Response: We understand that the Reviewer refers to the description of the binary logistic regression analyses we performed (lines 162 to 168), and by holistic, the Reviewer probably meant that this method produces models to explain the SARS-CoV-2 test result based on data from a population that can explain the variance on the test results with a certain degree (R2). Although, from that point of view, the method is holistic, our work focuses on the potential of the models to predict individual tests, which may be helpful tools for early diagnosis that could prevent the further spread of contagions by opportune isolation measures in each diagnosed patient. 

 

Comment 4: Besides the dataset, this study has no novelty. It's a simple statistical analysis that is also precise. The major fault lies in Method. Other sections are fine.

Response: As described in the response to Comment 2 above, our work was not oriented to methodological novelty but on obtaining new insights about the variables that better predicted individual infections along the first six waves of the pandemic in a relevant urban population. As mentioned in the discussion section's first paragraph, which is now defined as subsection “4.1. Main contribution”:

“The prediction models showed very good performance, so they are a potential new tool to deal with new waves of contagion. They promote an early risk diagnosis and thus favor measures that reduce infections. The models also show that the prediction variables varied widely between the six waves, highlighting the continuous change in the factors that influence the spread of COVID-19, and hence the importance of considering statistical models for individual prediction that can be updated as these factors evolve with data from the same population.”

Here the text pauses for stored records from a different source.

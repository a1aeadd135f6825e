//! Wallet row access - creation, lookup, and soft deletion.
//!
//! Balances and versions are written exclusively by `entries::append`; the
//! only exception is the opening entry a funded wallet is born with, which is
//! recorded here so the ledger replays to the stored balance from day one.

use crate::{
    entities::{Wallet, ledger_entry, wallet},
    errors::{Error, Result},
};
use rust_decimal::Decimal;
use sea_orm::{Set, TransactionTrait, prelude::*};
use tracing::info;

/// Finds the active (non-deleted) wallet for an owner.
pub async fn get_by_owner<C>(conn: &C, owner_id: i64) -> Result<Option<wallet::Model>>
where
    C: ConnectionTrait,
{
    Wallet::find()
        .filter(wallet::Column::OwnerId.eq(owner_id))
        .filter(wallet::Column::IsDeleted.eq(false))
        .one(conn)
        .await
        .map_err(Into::into)
}

/// Finds an owner's wallet whether or not it has been closed.
///
/// Used by duplicate checks and audit, which must see closed wallets too.
pub(crate) async fn get_by_owner_any<C>(conn: &C, owner_id: i64) -> Result<Option<wallet::Model>>
where
    C: ConnectionTrait,
{
    Wallet::find()
        .filter(wallet::Column::OwnerId.eq(owner_id))
        .one(conn)
        .await
        .map_err(Into::into)
}

/// Creates a wallet for `owner_id` holding `initial_balance`.
///
/// A positive opening balance is recorded as a `manual_adjustment` ledger
/// entry in the same storage transaction, keeping the replay invariant intact
/// from the first row. Fails with [`Error::WalletAlreadyExists`] if the owner
/// already has a wallet, closed or not.
pub async fn create(
    db: &DatabaseConnection,
    owner_id: i64,
    initial_balance: Decimal,
) -> Result<wallet::Model> {
    if initial_balance < Decimal::ZERO {
        return Err(Error::InvalidAmount {
            amount: initial_balance,
        });
    }

    let txn = db.begin().await?;

    if get_by_owner_any(&txn, owner_id).await?.is_some() {
        return Err(Error::WalletAlreadyExists { owner_id });
    }

    let wallet = wallet::ActiveModel {
        owner_id: Set(owner_id),
        balance: Set(initial_balance),
        version: Set(0),
        is_deleted: Set(false),
        ..Default::default()
    }
    .insert(&txn)
    .await?;

    if initial_balance > Decimal::ZERO {
        ledger_entry::ActiveModel {
            wallet_id: Set(wallet.id),
            delta: Set(initial_balance),
            reason: Set(ledger_entry::EntryReason::ManualAdjustment),
            related_transaction_id: Set(None),
            resulting_balance: Set(initial_balance),
            created_at: Set(chrono::Utc::now()),
            ..Default::default()
        }
        .insert(&txn)
        .await?;
    }

    txn.commit().await?;
    info!(owner_id, wallet_id = wallet.id, "Created wallet");
    Ok(wallet)
}

/// Soft-deletes an owner's wallet, retaining the row and its ledger history.
pub async fn soft_delete(db: &DatabaseConnection, owner_id: i64) -> Result<wallet::Model> {
    let wallet = get_by_owner(db, owner_id)
        .await?
        .ok_or(Error::WalletNotFound { owner_id })?;

    let mut active: wallet::ActiveModel = wallet.into();
    active.is_deleted = Set(true);
    active.update(db).await.map_err(Into::into)
}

Comment 6: Comments on the Quality of English Language: Need to check for minor errors.

Response: The manuscript was reviewed entirely to identify and correct minor errors in the English language.

Author Response File: Author Response.pdf

Reviewer 3 Report

Comments and Suggestions for Authors

In the manuscript entitle “Individualized prediction of SARS-CoV-2 infection in Mexico City Municipality during the first six waves of the pandemic” the authors have developed models for prediction of COVID-19 in a large municipality of Mexico. The authors developed the models for six different pandemic waves that occurred between 2020 and 2023 and observed that there was a large variation in prediction variables among these models indicating the continuous changes in the factors that are involved in COVID-19 infections. Although the test prediction models showed a good percentage of global prediction, the models are lacking some critical and important variables which is important to include as this is the first time comparing the disease models among 6 waves separately. Specific points are as follows:

Major comments:

1.     Vaccination status is one of the strongest variables in predicting the disease and infection.  This manuscript is comparing the models representing different waves between 2020-2023. As vaccination status is a primary factor that have impacted the infection and disease outcomes between these waves, thus it would be difficult to make proper conclusion and comparison without including vaccination information in these models.

2.     The models are lacking some of the important symptoms and variable that predict the COVID19 infection such as lethargy or extreme tiredness, loss of taste, hospitalization, syncope and Delirium or brain fog (especially in elderly patients). Including these might increase sensitivity and specificity.

Minor comments:

1.     Line 311, it should be “6 waves separately” instead of “5 waves separately.”

Comments on the Quality of English Language

I do not have anything to comment on English.

Author Response

Comment 1: In the manuscript entitle “Individualized prediction of SARS-CoV-2 infection in Mexico City Municipality during the first six waves of the pandemic” the authors have developed models for prediction of COVID-19 in a large municipality of Mexico. The authors developed the models for six different pandemic waves that occurred between 2020 and 2023 and observed that there was a large variation in prediction variables among these models indicating the continuous changes in the factors that are involved in COVID-19 infections. Although the test prediction models showed a good percentage of global prediction, the models are lacking some critical and important variables which is important to include as this is the first time comparing the disease models among 6 waves separately.

Specific points are as follows:

Major comments:

  1. Vaccination status is one of the strongest variables in predicting the disease and infection. This manuscript is comparing the models representing different waves between 2020-2023. As vaccination status is a primary factor that have impacted the infection and disease outcomes between these waves, thus it would be difficult to make proper conclusion and comparison without including vaccination information in these models.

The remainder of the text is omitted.